*** SOURCE RECORDS ***

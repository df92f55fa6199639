// fork-config/src/lib.rs

use fork_types::ForkError;
use std::sync::Arc;
use thiserror::Error;

pub mod loader;
pub mod presets;
pub mod types;
pub mod validator;

pub use loader::ConfigLoader;
pub use presets::{NetworkPreset, PRESETS};
pub use types::*;
pub use validator::{ConfigValidator, ValidationReport};

#[derive(Error, Debug)]
pub enum ConfigError {
	#[error("File not found: {0}")]
	FileNotFound(String),

	#[error("Parse error: {0}")]
	ParseError(String),

	#[error("Validation error: {0}")]
	ValidationError(String),

	#[error("Environment variable not found: {0}")]
	EnvVarNotFound(String),

	#[error("IO error: {0}")]
	IoError(#[from] std::io::Error),
}

impl From<ConfigError> for ForkError {
	fn from(err: ConfigError) -> Self {
		match err {
			ConfigError::IoError(e) => ForkError::Io(e),
			ConfigError::EnvVarNotFound(var) => ForkError::configuration_field(
				format!("Environment variable not found: {}", var),
				var,
			),
			other => ForkError::configuration(other.to_string()),
		}
	}
}

/// Looks up an environment variable by name.
///
/// Loading and validation read the environment through this so tests can
/// supply a fixed map instead of mutating the process environment.
pub type EnvLookup = Arc<dyn Fn(&str) -> Option<String> + Send + Sync>;

/// Environment lookup backed by the process environment. Empty values count
/// as unset.
pub fn process_env() -> EnvLookup {
	Arc::new(|name: &str| std::env::var(name).ok().filter(|v| !v.is_empty()))
}

/// Environment lookup backed by a fixed set of pairs.
pub fn static_env<I, K, V>(vars: I) -> EnvLookup
where
	I: IntoIterator<Item = (K, V)>,
	K: Into<String>,
	V: Into<String>,
{
	let vars: std::collections::HashMap<String, String> = vars
		.into_iter()
		.map(|(k, v)| (k.into(), v.into()))
		.collect();
	Arc::new(move |name: &str| vars.get(name).filter(|v| !v.is_empty()).cloned())
}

*** End of SOURCE RECORDS ***

(AIM OF THE TASK): Repeat word for word from the line holding "pub fn process_env()" down to the last line above, including both.

(EXPECTED ANSWER):
pub fn process_env() -> EnvLookup {
	Arc::new(|name: &str| std::env::var(name).ok().filter(|v| !v.is_empty()))
}

/// Environment lookup backed by a fixed set of pairs.
pub fn static_env<I, K, V>(vars: I) -> EnvLookup
where
	I: IntoIterator<Item = (K, V)>,
	K: Into<String>,
	V: Into<String>,
{
	let vars: std::collections::HashMap<String, String> = vars
		.into_iter()
		.map(|(k, v)| (k.into(), v.into()))
		.collect();
	Arc::new(move |name: &str| vars.get(name).filter(|v| !v.is_empty()).cloned())
}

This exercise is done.